Obituaries
Our condolences go out to the family and friends of the following:
George Sommer
George Sommer, of South Dennis, and formerly of Hyde Park, N.Y., died on Friday, July 10, 2009. He is survived by his wife, Anne. Also surviving are sons Robert of Overland Park, Kan., and Christopher of Huntington Beach, Calif.; and daughters Nancy Allen of Aliso Viejo, Calif., and Catherine Brawner of Saugerties, N.Y. He is also survived by nine grandchildren. George retired from Marist College in Poughkeepsie, N.Y., where he taught literature for 39 years. During that time he established the Mid-Hudson Modern Language Association, which ran for 16 years. In his retirement on Cape Cod he taught at the Academy for Lifelong Learning for more than 10 years, offering at least 20 different courses. George's family would like to thank the staff of Hospice of Cape Cod and Bayview of Epoch of Harwich for their caring support over the last months.
Derek Brewer
Robert Correale
George Kane
Barbara Nolan
Barbara Nolan, a medievalist of great distinction who was Robert C. Taylor Professor of English until her retirement in 2008, died in Charlottesville on February 7, 2009, after a prolonged and immensely courageous struggle with illness.
She was born in Indianapolis in 1941, and received her BA from Trinity College in 1962, and her PhD from the University of Wisconsin in 1967. After an appointment at Washington University, St Louis, where she became Associate Professor of English, she came to the University of Virginia in 1978 as the first woman to be appointed to a tenured position in the English Department. During her thirty years at the University, after a year as Interim Chair of the English Department, she spent ten years as Vice Provost for Instructional Development, a position which enabled her to play an important and energetic part in faculty recruitment and development and in the advancement of opportunities for student learning. An especially significant innovation, which she played a major role in bringing about, was the establishment of the USEM program, in which established faculty offer seminars for first-year undergraduates, designed to initiate them in modes of critical thinking which they might not otherwise encounter until later in their student careers. She contributed in important ways to the UniversityÕs educational mission, as a teacher, an administrator, and above all by her very presence as an embodiment of civilized learning.

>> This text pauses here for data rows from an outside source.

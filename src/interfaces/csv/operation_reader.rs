use crate::error::{LedgerError, Result};
use rust_decimal::Decimal;
use serde::Deserialize;
use std::io::Read;

#[derive(Debug, Deserialize, PartialEq, Clone, Copy)]
#[serde(rename_all = "lowercase")]
pub enum OperationType {
    Open,
    Deposit,
    Withdraw,
    Payment,
    Refund,
    Transfer,
    Balance,
}

/// One row of an operations file.
///
/// `account` is an account number. For `open`, `counterparty` carries the
/// holder's name; for `transfer`, the destination account number.
#[derive(Debug, Deserialize, PartialEq, Clone)]
pub struct Operation {
    #[serde(rename = "type")]
    pub kind: OperationType,
    pub account: String,
    pub counterparty: Option<String>,
    pub currency: Option<String>,
    pub amount: Option<Decimal>,
    pub note: Option<String>,
}

/// Reads operations from a CSV source, lazily.
pub struct OperationReader<R: Read> {
    reader: csv::Reader<R>,
}

impl<R: Read> OperationReader<R> {
    pub fn new(source: R) -> Self {
        let reader = csv::ReaderBuilder::new()
            .trim(csv::Trim::All)
            .flexible(true)
            .from_reader(source);
        Self { reader }
    }

    pub fn operations(self) -> impl Iterator<Item = Result<Operation>> {
        self.reader
            .into_deserialize()
            .map(|result| result.map_err(|err| LedgerError::InvalidInput(err.to_string())))
    }
}

#[cfg(test)]
mod tests {
    use super::*;
    use rust_decimal_macros::dec;

    #[test]
    fn test_reader_valid_stream() {
        let data = "type, account, counterparty, currency, amount, note\n\
                    open, 0000000001, Alice, USD, 100.50,\n\
                    transfer, 0000000001, 0000000002, EUR, 10, rent\n\
                    balance, 0000000001,,,,";
        let results: Vec<Result<Operation>> = OperationReader::new(data.as_bytes()).operations().collect();

        assert_eq!(results.len(), 3);
        let open = results[0].as_ref().unwrap();
        assert_eq!(open.kind, OperationType::Open);
        assert_eq!(open.counterparty.as_deref(), Some("Alice"));
        assert_eq!(open.amount, Some(dec!(100.50)));
        assert_eq!(open.note, None);

        let transfer = results[1].as_ref().unwrap();
        assert_eq!(transfer.kind, OperationType::Transfer);
        assert_eq!(transfer.note.as_deref(), Some("rent"));

        let balance = results[2].as_ref().unwrap();
        assert_eq!(balance.amount, None);
    }

    #[test]
    fn test_reader_malformed_line() {
        let data = "type,account,counterparty,currency,amount,note\nsteal,0000000001,,,1.0,";
        let results: Vec<Result<Operation>> = OperationReader::new(data.as_bytes()).operations().collect();
        assert!(results[0].is_err());
    }
}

Barbara received notable external awards, including a Guggenheim Fellowship and two Fulbright Scholarships to the University of London. She published many scholarly articles and two substantial books, both based on a broad sense of medieval European culture, on a keen sensitivity to literature and to other arts, and on wide reading in several languages. The Gothic Visionary Perspective (Princeton University Press, 1977) begins with the conceptions of vision and spiritual quest that emerge in 12th-century religious writings, and moves through the visionary arts of the 13th century to an acute analysis of Dante's Vita Nuova, to culminate in penetrating studies of two classics of 14th-century visionary poetry in English, Pearl and Piers Plowman. T his book demonstrates qualities found throughout Barbara's work, lucid analysis of difficult writings and exact but never narrow scholarship. Her second book, Chaucer and the Tradition of the Roman Antique (Cambridge University Press, 1992), is a groundbreaking study of the continental origins of Chaucer's major works of the 1380s, Troilus and Criseyde and the Knight's Tale, both adapted from poems by Boccaccio set in the pagan past. Barbara shows in persuasive detail how much Boccaccio's and in turn Chaucer's imaginative apprehension and philosophical reconstruction of classical antiquity owe to the 12th-century French romans d'antiquite that preceded the more famous Arthurian romances. She succeeds in defining a tradition, at once learned and passionate, never previously understood, and her book was received with admiring praise by reviewers in learned journals. In the years after 1992, Barbara was doing original work in two fields: French fabliaux and the manuscript contexts in which they appear, and the part played by the evocation of space, especially architectural space, in medieval literary texts. Some of this work was published in articles, but it is sad indeed to think that her long illness and death have deprived us of the books in which these studies would have achieved fruition.
Chaucer was Barbara Nolan's great love: she had been a Trustee of the New Chaucer Society, and her courses on Chaucer at both undergraduate and graduate level
were an inspiration to many students. She had a special affinity for the way Chaucer's poetry combines genial comedy with philosophical depth and, like him, she
loved life, and her love included architecture, the decorative arts, wine, cuisine, and travel, as well as literature and learning. It is hard to believe that so
vivid and elegant a colleague is lost to us. Barbara was always aware, with Chaucer, that "Her is non hoom, her nis but wildernesse", but one of her favourite
quotations, from the medieval English mystic, Dame Julian of Norwich, was that "all shall be well, and all manner of things shall be well."